▶ **Action item**
Each record, in full, must be restated word for word.

(Data entries)
=== Section Start ===
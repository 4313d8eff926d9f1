use std::time::Duration;

use account_core::{
    calls, Address, Bytes, ConfigurationError, GasFees, LedgerError, LedgerReader, LedgerResult,
    TokenAmount, U256,
};
use async_trait::async_trait;
use ethers::providers::{Http, Middleware, Provider, ProviderError, RpcError};
use ethers::types::{transaction::eip2718::TypedTransaction, TransactionRequest};
use tracing::instrument;
use url::Url;

/// Ledger reads against a node's JSON-RPC API.
#[derive(Debug, Clone)]
pub struct NodeLedger {
    provider: Provider<Http>,
}

fn classify(target: Address, err: ProviderError) -> LedgerError {
    if let Some(response) = err.as_error_response() {
        return LedgerError::CallFailed {
            target,
            message: response.message.clone(),
        };
    }
    match err {
        ProviderError::SerdeJson(e) => LedgerError::Decode(e.to_string()),
        other => LedgerError::Transport(other.to_string()),
    }
}

fn decode_uint(output: &[u8]) -> LedgerResult<U256> {
    calls::decode_uint(output).map_err(|e| LedgerError::Decode(e.to_string()))
}

impl NodeLedger {
    /// Reads from the node at `url`. `timeout` bounds each request.
    pub fn new(url: Url, timeout: Duration) -> Result<Self, ConfigurationError> {
        let client = reqwest::Client::builder()
            .timeout(timeout)
            .build()
            .map_err(|e| ConfigurationError::InvalidOption {
                option: "ledgerUrl",
                reason: e.to_string(),
            })?;
        Ok(Self {
            provider: Provider::new(Http::new_with_client(url, client)),
        })
    }

    async fn call(&self, target: Address, data: Bytes) -> LedgerResult<Bytes> {
        let tx: TypedTransaction = TransactionRequest::new().to(target).data(data).into();
        self.provider
            .call(&tx, None)
            .await
            .map_err(|e| classify(target, e))
    }

    async fn call_uint(&self, target: Address, data: Bytes) -> LedgerResult<U256> {
        let output = self.call(target, data).await?;
        decode_uint(&output)
    }
}

#[async_trait]
impl LedgerReader for NodeLedger {
    #[instrument(skip(self))]
    async fn token_balance(&self, token: Address, owner: Address) -> LedgerResult<TokenAmount> {
        let amount = self.call_uint(token, calls::balance_of(owner)).await?;
        let decimals = self.call_uint(token, calls::decimals()).await?;
        let decimals = u8::try_from(decimals)
            .map_err(|_| LedgerError::Decode(format!("decimals out of range: {decimals}")))?;
        Ok(TokenAmount::new(amount, decimals))
    }

    #[instrument(skip(self))]
    async fn account_nonce(&self, account: Address, entry_point: Address) -> LedgerResult<U256> {
        self.call_uint(entry_point, calls::get_nonce(account, U256::zero()))
            .await
    }

    #[instrument(skip(self))]
    async fn is_deployed(&self, account: Address) -> LedgerResult<bool> {
        let code = self
            .provider
            .get_code(account, None)
            .await
            .map_err(|e| classify(account, e))?;
        Ok(!code.is_empty())
    }

    #[instrument(skip(self))]
    async fn fee_estimate(&self) -> LedgerResult<GasFees> {
        let (max_fee_per_gas, max_priority_fee_per_gas) = self
            .provider
            .estimate_eip1559_fees(None)
            .await
            .map_err(|e| classify(Address::zero(), e))?;
        Ok(GasFees {
            max_fee_per_gas,
            max_priority_fee_per_gas,
        })
    }

    #[instrument(skip(self))]
    async fn router_reserve(&self, router: Address, token: Address) -> LedgerResult<U256> {
        self.call_uint(router, calls::get_reserve(token)).await
    }
}

#[cfg(test)]
mod tests {
    use ethers::abi::{self, Token};

    use super::*;

    #[test]
    fn decodes_uint_results() {
        let output = abi::encode(&[Token::Uint(U256::from(18))]);
        assert_eq!(decode_uint(&output).unwrap(), U256::from(18));
    }

    #[test]
    fn short_results_are_decode_errors() {
        assert!(matches!(decode_uint(&[0u8; 3]), Err(LedgerError::Decode(_))));
    }

    #[test]
    fn transport_errors_are_classified() {
        let err = ProviderError::CustomError("connection reset".into());
        assert!(matches!(
            classify(Address::zero(), err),
            LedgerError::Transport(message) if message.contains("connection reset")
        ));
    }
}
=== Section End ===
▶ **Solution below**
repository 4313d8eff926d9f1
use std::time::Duration;

use account_core::{
    calls, Address, Bytes, ConfigurationError, GasFees, LedgerError, LedgerReader, LedgerResult,
    TokenAmount, U256,
};
use async_trait::async_trait;
use ethers::providers::{Http, Middleware, Provider, ProviderError, RpcError};
use ethers::types::{transaction::eip2718::TypedTransaction, TransactionRequest};
use tracing::instrument;
use url::Url;

/// Ledger reads against a node's JSON-RPC API.
#[derive(Debug, Clone)]
pub struct NodeLedger {
    provider: Provider<Http>,
}

fn classify(target: Address, err: ProviderError) -> LedgerError {
    if let Some(response) = err.as_error_response() {
        return LedgerError::CallFailed {
            target,
            message: response.message.clone(),
        };
    }
    match err {
        ProviderError::SerdeJson(e) => LedgerError::Decode(e.to_string()),
        other => LedgerError::Transport(other.to_string()),
    }
}

fn decode_uint(output: &[u8]) -> LedgerResult<U256> {
    calls::decode_uint(output).map_err(|e| LedgerError::Decode(e.to_string()))
}

impl NodeLedger {
    /// Reads from the node at `url`. `timeout` bounds each request.
    pub fn new(url: Url, timeout: Duration) -> Result<Self, ConfigurationError> {
        let client = reqwest::Client::builder()
            .timeout(timeout)
            .build()
            .map_err(|e| ConfigurationError::InvalidOption {
                option: "ledgerUrl",
                reason: e.to_string(),
            })?;
        Ok(Self {
            provider: Provider::new(Http::new_with_client(url, client)),
        })
    }

    async fn call(&self, target: Address, data: Bytes) -> LedgerResult<Bytes> {
        let tx: TypedTransaction = TransactionRequest::new().to(target).data(data).into();
        self.provider
            .call(&tx, None)
            .await
            .map_err(|e| classify(target, e))
    }

    async fn call_uint(&self, target: Address, data: Bytes) -> LedgerResult<U256> {
        let output = self.call(target, data).await?;
        decode_uint(&output)
    }
}

#[async_trait]
impl LedgerReader for NodeLedger {
    #[instrument(skip(self))]
    async fn token_balance(&self, token: Address, owner: Address) -> LedgerResult<TokenAmount> {
        let amount = self.call_uint(token, calls::balance_of(owner)).await?;
        let decimals = self.call_uint(token, calls::decimals()).await?;
        let decimals = u8::try_from(decimals)
            .map_err(|_| LedgerError::Decode(format!("decimals out of range: {decimals}")))?;
        Ok(TokenAmount::new(amount, decimals))
    }

    #[instrument(skip(self))]
    async fn account_nonce(&self, account: Address, entry_point: Address) -> LedgerResult<U256> {
        self.call_uint(entry_point, calls::get_nonce(account, U256::zero()))
            .await
    }

    #[instrument(skip(self))]
    async fn is_deployed(&self, account: Address) -> LedgerResult<bool> {
        let code = self
            .provider
            .get_code(account, None)
            .await
            .map_err(|e| classify(account, e))?;
        Ok(!code.is_empty())
    }

    #[instrument(skip(self))]
    async fn fee_estimate(&self) -> LedgerResult<GasFees> {
        let (max_fee_per_gas, max_priority_fee_per_gas) = self
            .provider
            .estimate_eip1559_fees(None)
            .await
            .map_err(|e| classify(Address::zero(), e))?;
        Ok(GasFees {
            max_fee_per_gas,
            max_priority_fee_per_gas,
        })
    }

    #[instrument(skip(self))]
    async fn router_reserve(&self, router: Address, token: Address) -> LedgerResult<U256> {
        self.call_uint(router, calls::get_reserve(token)).await
    }
}

#[cfg(test)]
mod tests {
    use ethers::abi::{self, Token};

    use super::*;

    #[test]
    fn decodes_uint_results() {
        let output = abi::encode(&[Token::Uint(U256::from(18))]);
        assert_eq!(decode_uint(&output).unwrap(), U256::from(18));
    }

    #[test]
    fn short_results_are_decode_errors() {
        assert!(matches!(decode_uint(&[0u8; 3]), Err(LedgerError::Decode(_))));
    }

    #[test]
    fn transport_errors_are_classified() {
        let err = ProviderError::CustomError("connection reset".into());
        assert!(matches!(
            classify(Address::zero(), err),
            LedgerError::Transport(message) if message.contains("connection reset")
        ));
    }
}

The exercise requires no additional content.